Dans la plupart des pays, être paysan·ne signifie être pauvre, exploité·e, opprimé·e. Comment s’étonner dans ce contexte que les jeunes soient obligé·es de quitter les campagnes, migrer vers les villes ou vers d’autres pays où ils espèrent un avenir meilleur ?
Il nous reste cinq ans. Nous refusons que cette Décennie soit celle de l’extinction des paysan·nes, des pêcheur·es artisanaux·ales, des Peuples Autochtones et des pastoralistes.
Il faut réagir.
La Via Campesina propose quatre grands chantiers pour relever ce défi :
1 – Mettre au cœur des politiques publiques nationales et du travail de la FAO, la défense des droits humains, spécialement du Droit à l’alimentation, des droits des Peuples Autochtones tels que reconnus dans l’UNDRIP et des Droits des Paysans tels que reconnus dans l’UNDROP, le respect des obligations des États au titre des conventions et traités internationaux, tels que le TIRPAA et la CDB,
2 – Lancer un nouveau processus mondial pour la réforme agraire, pour des politiques ambitieuses de redistribution des droits d’usage de la terre, de l’eau et des territoires, en mettant au cœur des réformes agraires les jeunes et les femmes, ainsi que la protection des territoires des Peuples Autochtones comme habitat total ou ils peuvent developper leur culture et leur identite. En même temps, mettre en œuvre de manière participative les instruments dont dispose la FAO, tels que les Directives sur la Gouvernance Foncière et celles sur la Pêche Artisanale. Nous appelons les gouvernements et la FAO à organiser une nouvelle Conférence Internationale sur la Réforme Agraire et le Développement Rural.

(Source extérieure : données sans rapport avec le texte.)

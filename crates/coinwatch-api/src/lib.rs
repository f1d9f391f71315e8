//! Market-data provider clients and request routing.
//!
//! Two providers are supported: CoinGecko (per-coin detail, OHLC, sparklines,
//! historical series) and CoinMarketCap (bulk quotes). [`ProviderRouter`]
//! picks a provider per operation based on advertised specializations and
//! falls back when a provider fails, tracking per-provider health.

// Anchor dev-dependencies that tests pull in only indirectly
#[cfg(test)]
use tokio_test as _;

pub mod cache;
pub mod coingecko;
pub mod coinmarketcap;
pub mod config;
pub mod error;
pub mod http;
pub mod models;
pub mod provider;
pub mod router;

pub use cache::ResponseCache;
pub use coingecko::CoinGeckoClient;
pub use coinmarketcap::CoinMarketCapClient;
pub use config::ProviderConfig;
pub use error::{ApiError, ApiResult};
pub use http::{HttpBackend, ReqwestBackend};
pub use provider::{MarketDataProvider, Operation};
pub use router::{ProviderRouter, ProviderStatus};
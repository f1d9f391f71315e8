//! Per-provider configuration.

use std::time::Duration;

/// Default response-cache lifetime, matching the upstream handlers.
const DEFAULT_CACHE_TTL: Duration = Duration::from_secs(60);

/// Configuration for a single provider client.
#[derive(Debug, Clone)]
pub struct ProviderConfig {
    /// API base URL, without a trailing slash.
    pub base_url: String,
    /// Optional API key sent with every request.
    pub api_key: Option<String>,
    /// Header name the provider expects the key under.
    pub api_key_header: &'static str,
    /// Maximum retry attempts for transient errors.
    pub max_retries: u8,
    /// Base delay for exponential backoff.
    pub retry_base_delay_ms: u64,
    /// How long cached responses stay fresh.
    pub cache_ttl: Duration,
}

impl ProviderConfig {
    /// CoinGecko defaults; key (optional, free tier works without) from
    /// `COINGECKO_API_KEY`.
    pub fn coingecko() -> Self {
        Self {
            base_url: "https://api.coingecko.com/api/v3".to_string(),
            api_key: std::env::var("COINGECKO_API_KEY").ok().filter(|k| !k.is_empty()),
            api_key_header: "x-cg-demo-api-key",
            max_retries: 3,
            retry_base_delay_ms: 500,
            cache_ttl: DEFAULT_CACHE_TTL,
        }
    }

    /// CoinMarketCap defaults; key (required) from `COINMARKETCAP_API_KEY`.
    pub fn coinmarketcap() -> Self {
        Self {
            base_url: "https://pro-api.coinmarketcap.com".to_string(),
            api_key: std::env::var("COINMARKETCAP_API_KEY")
                .ok()
                .filter(|k| !k.is_empty()),
            api_key_header: "X-CMC_PRO_API_KEY",
            max_retries: 3,
            retry_base_delay_ms: 500,
            cache_ttl: DEFAULT_CACHE_TTL,
        }
    }

    /// Override the base URL (tests point this at a fake).
    #[must_use]
    pub fn with_base_url(mut self, base_url: impl Into<String>) -> Self {
        self.base_url = base_url.into();
        self
    }
}
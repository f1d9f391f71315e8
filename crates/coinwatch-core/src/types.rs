//! Domain types shared across the workspace.

use chrono::{DateTime, Utc};
use serde::{Deserialize, Serialize};
use std::fmt;
use std::str::FromStr;

/// A point-in-time market quote for a single token.
///
/// This is the normalized shape both providers are mapped into; field names
/// follow the stored `market_data` row rather than either wire format.
#[derive(Debug, Clone, PartialEq, Serialize, Deserialize)]
pub struct MarketSnapshot {
    /// Upper-case ticker symbol, e.g. `BTC`.
    pub symbol: String,
    /// Last traded price in USD.
    pub price: f64,
    /// 24h price change in percent, if the provider reported one.
    pub price_change_24h: Option<f64>,
    /// 24h traded volume in USD.
    pub volume: Option<f64>,
    /// Market capitalization in USD.
    pub market_cap: Option<f64>,
    /// When the quote was taken.
    pub last_updated: DateTime<Utc>,
}

impl MarketSnapshot {
    /// Whether the snapshot carries a usable price.
    ///
    /// Zero and negative prices come from upstream glitches and must never
    /// reach display or analysis.
    pub fn has_valid_price(&self) -> bool {
        self.price.is_finite() && self.price > 0.0
    }
}

/// A single historical price observation.
#[derive(Debug, Clone, Copy, PartialEq, Serialize, Deserialize)]
pub struct PricePoint {
    pub price: f64,
    pub timestamp: DateTime<Utc>,
}

/// One OHLC candle.
#[derive(Debug, Clone, Copy, PartialEq, Serialize, Deserialize)]
pub struct OhlcCandle {
    pub timestamp: DateTime<Utc>,
    pub open: f64,
    pub high: f64,
    pub low: f64,
    pub close: f64,
}

impl OhlcCandle {
    /// Candle sanity check: all prices positive, high/low bracket open/close.
    pub fn is_valid(&self) -> bool {
        let prices = [self.open, self.high, self.low, self.close];
        prices.iter().all(|p| p.is_finite() && *p > 0.0)
            && self.high >= self.open.max(self.close)
            && self.low <= self.open.min(self.close)
    }
}

/// Analysis timeframe.
///
/// Each timeframe implies a history lookback window: intraday analysis reads
/// a day of history, daily analysis a week, weekly analysis a month.
#[derive(Debug, Clone, Copy, PartialEq, Eq, Hash, Serialize, Deserialize)]
pub enum Timeframe {
    /// "1h" - intraday.
    Hour,
    /// "24h" - daily.
    Day,
    /// "7d" - weekly.
    Week,
}

impl Timeframe {
    /// History window, in hours, used when analyzing this timeframe.
    pub const fn lookback_hours(self) -> i64 {
        match self {
            Self::Hour => 24,
            Self::Day => 7 * 24,
            Self::Week => 30 * 24,
        }
    }

    pub const fn as_str(self) -> &'static str {
        match self {
            Self::Hour => "1h",
            Self::Day => "24h",
            Self::Week => "7d",
        }
    }
}

impl fmt::Display for Timeframe {
    fn fmt(&self, f: &mut fmt::Formatter<'_>) -> fmt::Result {
        f.write_str(self.as_str())
    }
}

/// Error returned when parsing an unknown timeframe string.
#[derive(Debug, Clone, PartialEq, Eq, thiserror::Error)]
#[error("unknown timeframe '{0}' (expected 1h, 24h, or 7d)")]
pub struct TimeframeParseError(pub String);

impl FromStr for Timeframe {
    type Err = TimeframeParseError;

    fn from_str(s: &str) -> Result<Self, Self::Err> {
        match s.to_ascii_lowercase().as_str() {
            "1h" | "hour" => Ok(Self::Hour),
            "24h" | "1d" | "day" => Ok(Self::Day),
            "7d" | "week" => Ok(Self::Week),
            other => Err(TimeframeParseError(other.to_string())),
        }
    }
}

#[cfg(test)]
mod tests {
    use super::*;
    use chrono::TimeZone;

    fn snapshot(price: f64) -> MarketSnapshot {
        MarketSnapshot {
            symbol: "AAVE".to_string(),
            price,
            price_change_24h: Some(2.34),
            volume: Some(45_000_000.0),
            market_cap: None,
            last_updated: Utc.with_ymd_and_hms(2025, 6, 1, 12, 0, 0).unwrap(),
        }
    }

    #[test]
    fn zero_price_is_invalid() {
        assert!(snapshot(150.75).has_valid_price());
        assert!(!snapshot(0.0).has_valid_price());
        assert!(!snapshot(-1.0).has_valid_price());
        assert!(!snapshot(f64::NAN).has_valid_price());
    }

    #[test]
    fn candle_validation_brackets_open_close() {
        let ts = Utc.with_ymd_and_hms(2025, 6, 1, 0, 0, 0).unwrap();
        let good = OhlcCandle {
            timestamp: ts,
            open: 100.0,
            high: 105.0,
            low: 98.0,
            close: 103.0,
        };
        assert!(good.is_valid());

        // High below close
        let bad = OhlcCandle { high: 102.0, ..good };
        assert!(!bad.is_valid());

        // Non-positive price
        let bad = OhlcCandle { low: 0.0, ..good };
        assert!(!bad.is_valid());
    }

    #[test]
    fn timeframe_round_trips() {
        for tf in [Timeframe::Hour, Timeframe::Day, Timeframe::Week] {
            assert_eq!(tf.as_str().parse::<Timeframe>().unwrap(), tf);
        }
        assert!("3m".parse::<Timeframe>().is_err());
    }

    #[test]
    fn timeframe_lookback_windows() {
        assert_eq!(Timeframe::Hour.lookback_hours(), 24);
        assert_eq!(Timeframe::Day.lookback_hours(), 168);
        assert_eq!(Timeframe::Week.lookback_hours(), 720);
    }
}
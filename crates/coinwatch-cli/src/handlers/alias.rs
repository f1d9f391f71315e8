//! Alias command handler.
//!
//! Stores a symbol -> CoinGecko ID override. The alias takes effect on the
//! next invocation, when bootstrap reloads the token map.

use crate::bootstrap::CliContext;
use crate::error::CliError;

pub async fn execute(ctx: &CliContext, symbol: &str, coingecko_id: &str) -> Result<(), CliError> {
    let coingecko_id = coingecko_id.trim().to_lowercase();
    if coingecko_id.is_empty() {
        return Err(CliError::Arguments("CoinGecko ID must not be empty".into()));
    }

    ctx.aliases.upsert(symbol, &coingecko_id, "manual").await?;
    println!("Stored alias {} -> {coingecko_id}.", symbol.to_uppercase());

    Ok(())
}

#[cfg(test)]
mod tests {
    use super::*;
    use crate::bootstrap::tests::test_context;

    #[tokio::test]
    async fn alias_is_persisted_normalized() {
        let ctx = test_context().await;
        execute(&ctx, "pepe", " Pepe ").await.unwrap();

        let stored = ctx.aliases.lookup("PEPE").await.unwrap();
        assert_eq!(stored.as_deref(), Some("pepe"));
    }

    #[tokio::test]
    async fn empty_id_is_rejected() {
        let ctx = test_context().await;
        let err = execute(&ctx, "PEPE", "  ").await.unwrap_err();
        assert!(matches!(err, CliError::Arguments(_)));
    }
}
//! OHLC command handler.
//!
//! Fetches candles through the router (which validates them) and prints
//! the series with a per-candle direction marker.

use crate::bootstrap::CliContext;
use crate::error::CliError;
use crate::handlers::resolve_token;
use crate::presentation::print_separator;
use coinwatch_core::clamp_ohlc_days;

pub async fn execute(ctx: &CliContext, token: &str, days: u32) -> Result<(), CliError> {
    let resolved = resolve_token(ctx, token)?;

    let clamped = clamp_ohlc_days(days);
    if clamped != days {
        println!("Note: {days} is not a supported window, using {clamped} day(s).");
    }

    let candles = ctx.router.ohlc(&resolved.symbol, clamped).await?;
    if candles.is_empty() {
        println!("No OHLC data returned for {}.", resolved.symbol);
        return Ok(());
    }

    println!(
        "{} OHLC, {clamped} day(s), {} candle(s):",
        resolved.symbol,
        candles.len()
    );
    println!(
        "{:<20} {:>12} {:>12} {:>12} {:>12}",
        "Time", "Open", "High", "Low", "Close"
    );
    print_separator(74);
    for candle in &candles {
        let marker = if candle.close >= candle.open { "+" } else { "-" };
        println!(
            "{:<20} {:>12.4} {:>12.4} {:>12.4} {:>12.4} {marker}",
            candle.timestamp.format("%Y-%m-%d %H:%M"),
            candle.open,
            candle.high,
            candle.low,
            candle.close,
        );
    }

    Ok(())
}
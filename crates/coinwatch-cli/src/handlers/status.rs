//! Status command handler.
//!
//! Reports per-provider availability, specializations, and usage counters
//! from the router.

use crate::bootstrap::CliContext;
use crate::error::CliError;
use crate::presentation::print_separator;

pub fn execute(ctx: &CliContext) -> Result<(), CliError> {
    let statuses = ctx.router.statuses();

    println!("Providers ({}):", statuses.len());
    print_separator(60);
    for status in &statuses {
        let state = if status.available { "available" } else { "unavailable" };
        let specs: Vec<&str> = status
            .specializations
            .iter()
            .map(|op| op.as_str())
            .collect();

        println!("{:<15} {state}", status.name);
        println!("  specializes   {}", specs.join(", "));
        println!(
            "  calls         {} ({} failed)",
            status.calls, status.failures
        );
        if let Some(error) = &status.last_error {
            println!("  last error    {error}");
        }
        println!(
            "  last check    {}",
            status.last_check.format("%Y-%m-%d %H:%M:%S")
        );
    }

    Ok(())
}
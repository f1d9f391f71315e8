//! Error types for provider operations.

use thiserror::Error;

/// Result type alias for provider operations.
pub type ApiResult<T> = Result<T, ApiError>;

/// Errors from market-data provider operations.
#[derive(Debug, Error)]
pub enum ApiError {
    /// API request failed with an HTTP error status.
    #[error("API request failed with status {status}: {url}")]
    RequestFailed {
        /// HTTP status code
        status: u16,
        /// The URL that was requested
        url: String,
    },

    /// The provider rate-limited us and retries were exhausted.
    #[error("rate limited by provider: {url}")]
    RateLimited { url: String },

    /// The requested coin does not exist at the provider.
    #[error("coin '{coin_id}' not found at {provider}")]
    CoinNotFound {
        provider: &'static str,
        coin_id: String,
    },

    /// Token could not be mapped to a provider identifier.
    #[error("token '{token}' is not mapped to any provider identifier")]
    UnknownToken { token: String },

    /// The provider does not implement this operation.
    #[error("{provider} does not support {operation}")]
    Unsupported {
        provider: &'static str,
        operation: &'static str,
    },

    /// No registered provider could serve the operation.
    #[error("no provider available for {operation}: {detail}")]
    NoProviderAvailable {
        operation: &'static str,
        detail: String,
    },

    /// API returned an invalid or unexpected response.
    #[error("invalid response from provider: {message}")]
    InvalidResponse { message: String },

    /// The returned series failed validation.
    #[error(transparent)]
    Analysis(#[from] coinwatch_core::AnalysisError),

    /// Network or HTTP client error.
    #[error("network error: {0}")]
    Network(#[from] reqwest::Error),

    /// URL parsing error.
    #[error("invalid URL: {0}")]
    InvalidUrl(#[from] url::ParseError),

    /// JSON parsing error.
    #[error("JSON parsing error: {0}")]
    JsonParse(#[from] serde_json::Error),
}
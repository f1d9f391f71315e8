//! Database setup and initialization.
//!
//! This module provides the `setup_database()` function for initializing
//! the `SQLite` database with full schema. Entry points call this with the
//! resolved database path.

use anyhow::Result;
use sqlx::{SqlitePool, sqlite::SqliteConnectOptions};
use std::path::Path;

/// Sets up the `SQLite` database connection and ensures the schema exists.
///
/// Creates the database file (and parent directory) if missing, then
/// creates all tables and indexes. Safe to call repeatedly.
///
/// # Errors
///
/// Returns an error if the database file cannot be opened or created, or
/// if schema creation fails.
///
/// # Example
///
/// ```rust,no_run
/// use coinwatch_db::setup_database;
/// use std::path::Path;
///
/// # async fn example() -> anyhow::Result<()> {
/// let db_path = Path::new("data/coinwatch.db");
/// let pool = setup_database(db_path).await?;
/// # Ok(())
/// # }
/// ```
pub async fn setup_database(db_path: &Path) -> Result<SqlitePool> {
    if let Some(parent) = db_path.parent() {
        std::fs::create_dir_all(parent)?;
    }

    let pool = SqlitePool::connect_with(
        SqliteConnectOptions::new()
            .filename(db_path)
            .create_if_missing(true),
    )
    .await?;

    create_schema(&pool).await?;
    tracing::debug!(path = %db_path.display(), "database ready");

    Ok(pool)
}

/// Sets up an in-memory `SQLite` database for testing.
///
/// Creates a fresh in-memory database with the full production schema.
#[cfg(any(test, feature = "test-utils"))]
pub async fn setup_test_database() -> Result<SqlitePool> {
    let pool = SqlitePool::connect("sqlite::memory:").await?;
    create_schema(&pool).await?;
    Ok(pool)
}

/// Creates the complete database schema.
///
/// All statements use IF NOT EXISTS, so re-running against an existing
/// database is a no-op.
async fn create_schema(pool: &SqlitePool) -> Result<()> {
    // Latest-quote snapshots, one row per fetch per token
    sqlx::query(
        r#"
        CREATE TABLE IF NOT EXISTS market_data (
            id INTEGER PRIMARY KEY AUTOINCREMENT,
            token TEXT NOT NULL,
            price REAL NOT NULL,
            volume REAL,
            market_cap REAL,
            price_change_24h REAL,
            timestamp TEXT NOT NULL
        )
        "#,
    )
    .execute(pool)
    .await?;

    sqlx::query(
        "CREATE INDEX IF NOT EXISTS idx_market_data_token_ts ON market_data(token, timestamp)",
    )
    .execute(pool)
    .await?;

    // Fine-grained price points backing volatility and trend analysis
    sqlx::query(
        r#"
        CREATE TABLE IF NOT EXISTS price_history (
            id INTEGER PRIMARY KEY AUTOINCREMENT,
            token TEXT NOT NULL,
            price REAL NOT NULL,
            timestamp TEXT NOT NULL
        )
        "#,
    )
    .execute(pool)
    .await?;

    sqlx::query(
        "CREATE INDEX IF NOT EXISTS idx_price_history_token_ts ON price_history(token, timestamp)",
    )
    .execute(pool)
    .await?;

    // One cached 7-day sparkline per token, points stored as a JSON array
    sqlx::query(
        r#"
        CREATE TABLE IF NOT EXISTS sparklines (
            token TEXT PRIMARY KEY NOT NULL,
            points TEXT NOT NULL,
            window_hours INTEGER NOT NULL,
            fetched_at TEXT NOT NULL
        )
        "#,
    )
    .execute(pool)
    .await?;

    // User-supplied symbol -> CoinGecko ID overrides
    sqlx::query(
        r#"
        CREATE TABLE IF NOT EXISTS token_aliases (
            symbol TEXT PRIMARY KEY NOT NULL,
            coingecko_id TEXT NOT NULL,
            source TEXT NOT NULL DEFAULT 'manual'
        )
        "#,
    )
    .execute(pool)
    .await?;

    Ok(())
}

#[cfg(test)]
mod tests {
    use super::*;

    #[tokio::test]
    async fn schema_creation_is_idempotent() {
        let pool = setup_test_database().await.unwrap();
        create_schema(&pool).await.unwrap();
        create_schema(&pool).await.unwrap();
    }

    #[tokio::test]
    async fn setup_creates_the_file_and_parent_directory() {
        let dir = tempfile::tempdir().unwrap();
        let path = dir.path().join("nested").join("coinwatch.db");
        let pool = setup_database(&path).await.unwrap();
        drop(pool);
        assert!(path.exists());
    }
}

3 – Remplacer l’Organisation Mondiale du Commerce et les Accords de Libre-échange par un nouveau cadre de commerce international fondé sur la souveraineté alimentaire, de façon à assurer des prix justes à la fois aux petits producteurs et aux consommateurs, en sortant l’alimentation de la spéculation, de la compétition par les moins-disant et du pouvoir monopolistique des entreprises multinationales
4 – Mettre en place dans chaque pays des dizaines et des centaines d’écoles d’agroécologie, de façon à diffuser massivement les savoirs et savoir-faire des Peuples Autochtones, des paysan·nes et des pêcheur·es artisanaux·ales sur comment prendre soin de la Terre tout en produisant une alimentation saine et abondante.
Ces quatre grands chantiers concernent des politiques publiques. Nous constatons malheureusement que, dans de trop nombreux de pays, l’argent public va aux très grandes exploitations industrielles plutôt qu’aux petit.es paysan.nes. Nous constatons que, trop souvent, les politiques sont dessinées pour répondre aux demandes des grandes entreprises multinationales et non pas à l’intérêt général.
Mais ne voyez-vous pas notre monde s’effondrer ? Les scientifiques alertent sur le fait que sur les 9 limites planétaires, 6 ont déjà été dépassées. Les guerres se multiplient. Les valeurs humanistes exprimées dans la Charte des Nations Unies sont bafouées impunément.
Nous vous appelons à réagir. Les peuples du monde regardent les Etats et nous vous tiendrons pour responsables du meilleur comme du pire. Nos propositions sont un chemin raisonnable pour préserver ce qui est essentiel pour l’humanité. Nous n’avons pas perdu espoir que vous nous écoutiez, et nous vous tendons la main pour travailler avec vous. Mais cette transformation systémique doit avoir lieu maintenant, ou jamais.